Le masque « tribal » et son corollaire plombé de connotations symboliques multiples en support visuel du premier véritable album des Belges de K-Branding après quelques EP aux tirages confidentiels, donnent un excellent aperçu de ce qui s’y trame: pas moins qu’une pierre d’angle à l’édification d’une espèce de post ou de néo primitivisme rock (jazz), selon l’angle de lecture adopté. N’y voir aucune sorte de (supposée) quête de pureté via une recherche des origines, mais bien une tentative convaincante de consignation de faits, gestes et éléments de vocabulaire nécessaires à une transe adaptée à notre réalité moderne.
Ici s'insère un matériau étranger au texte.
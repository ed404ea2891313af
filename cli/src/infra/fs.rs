//! Filesystem infrastructure: implements `LocalFs` and key path resolution.

use std::path::{Path, PathBuf};

use anyhow::{Context, Result};

/// Production filesystem implementation of `LocalFs`.
pub struct LocalFs;

impl crate::application::ports::LocalFs for LocalFs {
    fn exists(&self, path: &Path) -> bool {
        path.exists()
    }

    fn is_dir(&self, path: &Path) -> bool {
        path.is_dir()
    }

    fn read_to_string(&self, path: &Path) -> Result<String> {
        std::fs::read_to_string(path).with_context(|| format!("reading file {}", path.display()))
    }
}

/// Returns the conventional public key location, `~/.ssh/id_rsa.pub`.
///
/// # Errors
///
/// Returns an error if the home directory cannot be determined.
pub fn default_public_key() -> Result<PathBuf> {
    Ok(dirs::home_dir()
        .ok_or_else(|| anyhow::anyhow!("cannot determine home directory"))?
        .join(".ssh")
        .join("id_rsa.pub"))
}

/// Expands a leading `~/` against the home directory.
#[must_use]
pub fn expand_home(path: &Path, home: Option<&Path>) -> PathBuf {
    match (path.strip_prefix("~"), home) {
        (Ok(rest), Some(home)) => home.join(rest),
        _ => path.to_path_buf(),
    }
}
Une danse rituelle vaudou nourrie aux sources infiniment multiples de la contemporanéité sonore (on y revient), mais cadencée et vécue comme un salvateur et salutaire exorcisme païen dans le désarroi existentiel d’une société de l’après industrie, drastiquement à court d’utopies.
Des scories et poussières d’un monde sali de fond en comble par le travail de l’homme et de ses machines, « Facial » en est tapissé, rappelant au passage les décors décatis d’anticipations catastrophistes des pionniers proto-industriels de la fin des années 70 (Throbbing Gristle). Ramenés au rang de slogans quasi inintelligibles (et donc inopérants) ou de captations usées jusqu’à la corde, les vocaux plus fouettés que proférés par le trio ne se désengluent jamais du naphte instrumental auquel ils sont intimement mêlés, mais conservent intacts leur force d’injonction première. Ajoutez les hululements angoissés d’un sax empoigné à bras-le-corps (héritage A.Braxton) ou en quête de mysticisme cosmique (Sun Ra), des rythmiques qui, par flashs séquentiels et entre deux intermèdes d’ambient glaciaire, fédèrent toutes les ethnies percussives du monde connu (de la no-wave new-yorkaise à l’Afrique de l’Ouest), et des lambeaux de guitares prog’ (Soft Machine) réassaisonnés à la sauce bruitiste colérique (école Skingraft). Le tout, lié par un sentiment d’urgence plus nourri qu’entravé par son penchant pour la boulimie borderline et raffermi par une plasticité formelle dûment éprouvée à l’épreuve des scènes, s’écoute comme s’effectue une traversée des charbons ardents: l’envoûtement est si fort qu’il contrevient aux lois de la physique, mais arrivé au terme du parcours (et non d’un supplice) étonne d’autant celui sur lequel il a opéré.